Her husband nodded, welcoming this pseudonymous newcomer to the company of cutouts and code names with whom he’d transacted so much of his life.

“What’s he like?” Hunt asked Dorothy, knowing she had made the man’s acquaintance only over the shopping-center pay phone that Mr. Rivers had said he would call.

“He’s like one of the Dead End Kids.”

“Was he faking the voice? ‘Dese, dem, and dose’?”

“No,” said Dorothy. “The accent was too real, and it never varied. He’s a genuine meatball.”

Hunt nodded.

“I agreed to be the conduit,” she said.

Her husband looked at her admiringly, aware of the pressures she would now be under.

“I’ve got to get a pad and pencil,” said Dorothy, walking toward the kitchen counter. “I’m going to draw up a budget. For us; for Bernie and Clarita; for everybody else.”

“I’ll get Bernie on board,” said Hunt, as if offering to wash the dishes while she dried. “And he can figure out the numbers for the boys.”

“If you call him from Potomac Village, try to find a different
phone booth from the one I used near Montgomery Ward. It’s got no door.”

She went off to the kitchen to start calculating the Hunts’ share of the payments. Her husband continued looking at her for a few moments, trying to decide whether she was newly energized or ready to crack.

Back upstairs, he resumed drafting the letter he intended to send Chuck Colson, recounting all that had happened in the three weeks since his own name had first appeared in the
Post
, a paper he never read regularly. He would try to avoid any allusions to
The Odyssey
(he doubted Chuck had done as well as he had in classics at Brown), but he’d been peripatetic to say the least.

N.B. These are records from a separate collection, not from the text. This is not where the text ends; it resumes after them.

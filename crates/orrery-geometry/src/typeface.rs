//! Typeface JSON fonts: glyph outlines as compact path strings.
//!
//! Each glyph carries an advance (`ha`) and an outline string `o` made of
//! `m x y`, `l x y`, `q x y cx cy` and `b x y c1x c1y c2x c2y` commands in
//! font units. Curve commands list the end point before the control points.

use std::collections::HashMap;

use glam::Vec2;
use serde::Deserialize;
use thiserror::Error;

use crate::triangulate::signed_area;

/// Errors produced while loading a typeface.
#[derive(Debug, Error)]
pub enum TypefaceError {
    #[error("invalid typeface JSON: {0}")]
    Json(#[from] serde_json::Error),

    #[error("typeface resolution must be positive, got {0}")]
    InvalidResolution(f32),

    #[error("glyph {glyph:?}: malformed outline near `{token}`")]
    Outline { glyph: char, token: String },
}

#[derive(Deserialize)]
struct TypefaceJson {
    glyphs: HashMap<String, GlyphJson>,
    resolution: f32,
    #[serde(rename = "familyName", default)]
    family_name: String,
    #[serde(rename = "boundingBox", default)]
    bounding_box: BoundingBoxJson,
    #[serde(rename = "underlineThickness", default)]
    underline_thickness: f32,
}

#[derive(Deserialize)]
struct GlyphJson {
    ha: f32,
    #[serde(default)]
    o: Option<String>,
}

#[derive(Deserialize, Default)]
struct BoundingBoxJson {
    #[serde(rename = "yMin", default)]
    y_min: f32,
    #[serde(rename = "yMax", default)]
    y_max: f32,
}

#[derive(Debug, Clone, Copy, PartialEq)]
enum PathCommand {
    MoveTo(Vec2),
    LineTo(Vec2),
    QuadTo { ctrl: Vec2, to: Vec2 },
    CubicTo { ctrl1: Vec2, ctrl2: Vec2, to: Vec2 },
}

#[derive(Debug, Clone)]
struct Glyph {
    advance: f32,
    commands: Vec<PathCommand>,
}

/// A filled region: one outer contour and the holes cut from it.
///
/// Contours are open point lists (the last point connects back to the first).
#[derive(Debug, Clone, PartialEq)]
pub struct Shape {
    pub outer: Vec<Vec2>,
    pub holes: Vec<Vec<Vec2>>,
}

/// A parsed typeface font.
#[derive(Debug, Clone)]
pub struct Typeface {
    family_name: String,
    resolution: f32,
    line_height: f32,
    glyphs: HashMap<char, Glyph>,
}

impl Typeface {
    /// Parses a typeface JSON document.
    pub fn from_json(json: &str) -> Result<Self, TypefaceError> {
        Self::from_raw(serde_json::from_str(json)?)
    }

    /// Parses a typeface JSON document from raw bytes.
    pub fn from_slice(bytes: &[u8]) -> Result<Self, TypefaceError> {
        Self::from_raw(serde_json::from_slice(bytes)?)
    }

    fn from_raw(raw: TypefaceJson) -> Result<Self, TypefaceError> {
        if !(raw.resolution > 0.0) {
            return Err(TypefaceError::InvalidResolution(raw.resolution));
        }

        let mut glyphs = HashMap::with_capacity(raw.glyphs.len());
        for (key, glyph) in raw.glyphs {
            let mut chars = key.chars();
            let (Some(ch), None) = (chars.next(), chars.next()) else {
                continue;
            };
            let commands = match glyph.o.as_deref() {
                Some(outline) => parse_outline(ch, outline)?,
                None => Vec::new(),
            };
            glyphs.insert(
                ch,
                Glyph {
                    advance: glyph.ha,
                    commands,
                },
            );
        }

        Ok(Self {
            family_name: raw.family_name,
            resolution: raw.resolution,
            line_height: raw.bounding_box.y_max - raw.bounding_box.y_min + raw.underline_thickness,
            glyphs,
        })
    }

    pub fn family_name(&self) -> &str {
        &self.family_name
    }

    /// Font units per em.
    pub fn resolution(&self) -> f32 {
        self.resolution
    }

    pub fn glyph_count(&self) -> usize {
        self.glyphs.len()
    }

    pub fn has_glyph(&self, ch: char) -> bool {
        self.glyphs.contains_key(&ch)
    }

    /// Lays out `text` at `size` world units per em and returns its filled
    /// shapes, with curves flattened into `curve_segments` pieces.
    ///
    /// Glyphs advance along +X; `\n` starts a new line below. Characters with
    /// no glyph fall back to `?`, or are skipped if the font lacks that too.
    pub fn shapes(&self, text: &str, size: f32, curve_segments: u32) -> Vec<Shape> {
        let scale = size / self.resolution;
        let divisions = curve_segments.max(1);
        let mut offset = Vec2::ZERO;
        let mut shapes = Vec::new();

        for ch in text.chars() {
            if ch == '\n' {
                offset.x = 0.0;
                offset.y -= self.line_height * scale;
                continue;
            }
            let Some(glyph) = self.glyphs.get(&ch).or_else(|| self.glyphs.get(&'?')) else {
                tracing::warn!(character = %ch, family = %self.family_name, "no glyph for character");
                continue;
            };
            let contours = flatten(&glyph.commands, scale, offset, divisions);
            shapes.extend(group_contours(contours));
            offset.x += glyph.advance * scale;
        }
        shapes
    }
}

fn parse_outline(glyph: char, outline: &str) -> Result<Vec<PathCommand>, TypefaceError> {
    let mut tokens = outline.split_whitespace();
    let mut commands = Vec::new();

    let point = |tokens: &mut std::str::SplitWhitespace<'_>| -> Result<Vec2, TypefaceError> {
        let mut coord = || {
            let token = tokens.next().unwrap_or("<end>");
            token.parse::<f32>().map_err(|_| TypefaceError::Outline {
                glyph,
                token: token.to_string(),
            })
        };
        let x = coord()?;
        let y = coord()?;
        Ok(Vec2::new(x, y))
    };

    while let Some(action) = tokens.next() {
        let command = match action {
            "m" => PathCommand::MoveTo(point(&mut tokens)?),
            "l" => PathCommand::LineTo(point(&mut tokens)?),
            "q" => {
                let to = point(&mut tokens)?;
                let ctrl = point(&mut tokens)?;
                PathCommand::QuadTo { ctrl, to }
            }
            "b" => {
                let to = point(&mut tokens)?;
                let ctrl1 = point(&mut tokens)?;
                let ctrl2 = point(&mut tokens)?;
                PathCommand::CubicTo { ctrl1, ctrl2, to }
            }
            // Close markers and stray tokens carry no geometry.
            _ => continue,
        };
        commands.push(command);
    }
    Ok(commands)
}

/// Converts path commands into closed point contours in world units.
fn flatten(commands: &[PathCommand], scale: f32, offset: Vec2, divisions: u32) -> Vec<Vec<Vec2>> {
    let map = |p: Vec2| p * scale + offset;
    let mut contours = Vec::new();
    let mut current: Vec<Vec2> = Vec::new();

    for command in commands {
        match *command {
            PathCommand::MoveTo(p) => {
                if current.len() > 2 {
                    contours.push(std::mem::take(&mut current));
                }
                current.clear();
                current.push(map(p));
            }
            PathCommand::LineTo(p) => current.push(map(p)),
            PathCommand::QuadTo { ctrl, to } => {
                let start = current.last().copied().unwrap_or(map(to));
                let (ctrl, to) = (map(ctrl), map(to));
                for step in 1..=divisions {
                    let t = step as f32 / divisions as f32;
                    let mt = 1.0 - t;
                    current.push(start * (mt * mt) + ctrl * (2.0 * mt * t) + to * (t * t));
                }
            }
            PathCommand::CubicTo { ctrl1, ctrl2, to } => {
                let start = current.last().copied().unwrap_or(map(to));
                let (c1, c2, to) = (map(ctrl1), map(ctrl2), map(to));
                for step in 1..=divisions {
                    let t = step as f32 / divisions as f32;
                    let mt = 1.0 - t;
                    current.push(
                        start * (mt * mt * mt)
                            + c1 * (3.0 * mt * mt * t)
                            + c2 * (3.0 * mt * t * t)
                            + to * (t * t * t),
                    );
                }
            }
        }
    }
    if current.len() > 2 {
        contours.push(current);
    }
    contours
}

/// Sorts contours into solids (clockwise) and holes (counter-clockwise), and
/// attaches each hole to the solid that contains it.
fn group_contours(contours: Vec<Vec<Vec2>>) -> Vec<Shape> {
    if contours.len() == 1 {
        return contours
            .into_iter()
            .map(|outer| Shape {
                outer,
                holes: Vec::new(),
            })
            .collect();
    }

    let mut shapes: Vec<Shape> = Vec::new();
    let mut holes: Vec<(usize, Vec<Vec2>)> = Vec::new();
    for contour in contours {
        if signed_area(&contour) < 0.0 {
            shapes.push(Shape {
                outer: contour,
                holes: Vec::new(),
            });
        } else {
            holes.push((shapes.len(), contour));
        }
    }

    if shapes.is_empty() {
        return holes
            .into_iter()
            .map(|(_, outer)| Shape {
                outer,
                holes: Vec::new(),
            })
            .collect();
    }

    for (solids_before, hole) in holes {
        let owner = shapes
            .iter()
            .position(|s| point_in_polygon(hole[0], &s.outer))
            .unwrap_or(solids_before.saturating_sub(1));
        shapes[owner].holes.push(hole);
    }
    shapes
}

fn point_in_polygon(p: Vec2, polygon: &[Vec2]) -> bool {
    let n = polygon.len();
    let mut inside = false;
    for i in 0..n {
        let a = polygon[i];
        let b = polygon[(i + n - 1) % n];
        if (a.y > p.y) != (b.y > p.y) && p.x < (b.x - a.x) * (p.y - a.y) / (b.y - a.y) + a.x {
            inside = !inside;
        }
    }
    inside
}

#[cfg(test)]
pub(crate) mod tests {
    use super::*;

    /// Tiny font: `o` is a square with a square hole, `l` a bar, `?` a dot.
    pub(crate) const TEST_FONT: &str = r#"{
        "familyName": "Test Sans",
        "resolution": 1000,
        "boundingBox": { "yMin": -200, "xMin": 0, "yMax": 800, "xMax": 700 },
        "underlineThickness": 50,
        "glyphs": {
            "o": {
                "ha": 700,
                "o": "m 0 0 l 0 700 l 600 700 l 600 0 l 0 0 m 150 150 l 450 150 l 450 550 l 150 550 l 150 150 z"
            },
            "l": { "ha": 300, "o": "m 0 0 l 0 700 l 200 700 l 200 0 z" },
            "?": { "ha": 400, "o": "m 0 0 l 0 100 l 100 100 l 100 0" },
            "c": { "ha": 500, "o": "m 0 0 q 400 0 200 400 b 0 200 400 200 0 0" },
            " ": { "ha": 250 }
        }
    }"#;

    #[test]
    fn test_parse_metadata() {
        let font = Typeface::from_json(TEST_FONT).unwrap();
        assert_eq!(font.family_name(), "Test Sans");
        assert_eq!(font.resolution(), 1000.0);
        assert_eq!(font.glyph_count(), 5);
        assert!(font.has_glyph('o'));
        assert!(!font.has_glyph('x'));
    }

    #[test]
    fn test_glyph_with_hole() {
        let font = Typeface::from_json(TEST_FONT).unwrap();
        let shapes = font.shapes("o", 1.0, 12);
        assert_eq!(shapes.len(), 1);
        assert_eq!(shapes[0].holes.len(), 1);
        assert!(signed_area(&shapes[0].outer) < 0.0);
        // Scaled by size / resolution.
        assert!(shapes[0].outer.iter().any(|p| (p.y - 0.7).abs() < 1e-5));
    }

    #[test]
    fn test_advance_offsets_glyphs() {
        let font = Typeface::from_json(TEST_FONT).unwrap();
        let shapes = font.shapes("o l", 2.0, 12);
        assert_eq!(shapes.len(), 2);
        let min_x = shapes[1].outer.iter().map(|p| p.x).fold(f32::MAX, f32::min);
        // (700 + 250) font units at 2 / 1000 per unit.
        assert!((min_x - 1.9).abs() < 1e-5);
    }

    #[test]
    fn test_newline_moves_down() {
        let font = Typeface::from_json(TEST_FONT).unwrap();
        let shapes = font.shapes("l\nl", 1.0, 12);
        assert_eq!(shapes.len(), 2);
        let min_y = shapes[1].outer.iter().map(|p| p.y).fold(f32::MAX, f32::min);
        assert!((min_y + 1.05).abs() < 1e-5);
        let min_x = shapes[1].outer.iter().map(|p| p.x).fold(f32::MAX, f32::min);
        assert!(min_x.abs() < 1e-6);
    }

    #[test]
    fn test_missing_glyph_falls_back_to_question_mark() {
        let font = Typeface::from_json(TEST_FONT).unwrap();
        let shapes = font.shapes("x", 1.0, 12);
        assert_eq!(shapes.len(), 1);
        assert_eq!(shapes[0].outer.len(), 4);
    }

    #[test]
    fn test_curves_are_flattened() {
        let font = Typeface::from_json(TEST_FONT).unwrap();
        let shapes = font.shapes("c", 1000.0, 12);
        assert_eq!(shapes.len(), 1);
        let outer = &shapes[0].outer;
        assert_eq!(outer.len(), 1 + 12 + 12);
        // Quadratic ends at its end point, cubic ends at (0, 200).
        assert!((outer[12] - Vec2::new(400.0, 0.0)).length() < 1e-3);
        assert!((outer[24] - Vec2::new(0.0, 200.0)).length() < 1e-3);
    }

    #[test]
    fn test_malformed_outline() {
        let json = r#"{"resolution": 1000, "glyphs": {"a": {"ha": 1, "o": "m 0 zero"}}}"#;
        let err = Typeface::from_json(json).unwrap_err();
        assert!(matches!(err, TypefaceError::Outline { glyph: 'a', .. }));
    }

    #[test]
    fn test_zero_resolution_rejected() {
        let json = r#"{"resolution": 0, "glyphs": {}}"#;
        assert!(matches!(
            Typeface::from_json(json),
            Err(TypefaceError::InvalidResolution(_))
        ));
    }

    #[test]
    fn test_invalid_json() {
        assert!(matches!(
            Typeface::from_json("not json"),
            Err(TypefaceError::Json(_))
        ));
    }
}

After leaving Washington on June 19, he’d spent a single night in New York before heading to Los Angeles, where he lay low at the house of his old war buddy, Anthony Jackson. But his presence soon made Jackson nervous, and as the days passed with no word about money or legal representation, Hunt himself had started feeling hopeless. Then, unexpectedly, Liddy—who even
now
wasn’t publicly connected to the break-in—had arrived, with cheering assurances that John Mitchell would take care of everyone, even though the administration appeared to be going along with the police investigation. In fact, Hunt could not get over the degree of their cooperation: in more than twenty years, the only element of the government ever to acknowledge his connection to the CIA had turned out to be the White House.

Before June was over, he’d flown to Miami, hoping to see Bernie, who was at last out on bail. But the vans and cameras of the local news stations were all around the Barkers’ house, so he’d given up and gotten the next plane back to L.A. As July Fourth approached, weary of imposing on Jackson, he’d gone to Chicago to stay with Dorothy’s cousins. It was from there that he’d finally made arrangements with a lawyer, William Bittman, a connection of Jackson’s who, conveniently enough, lived and worked here in Potomac.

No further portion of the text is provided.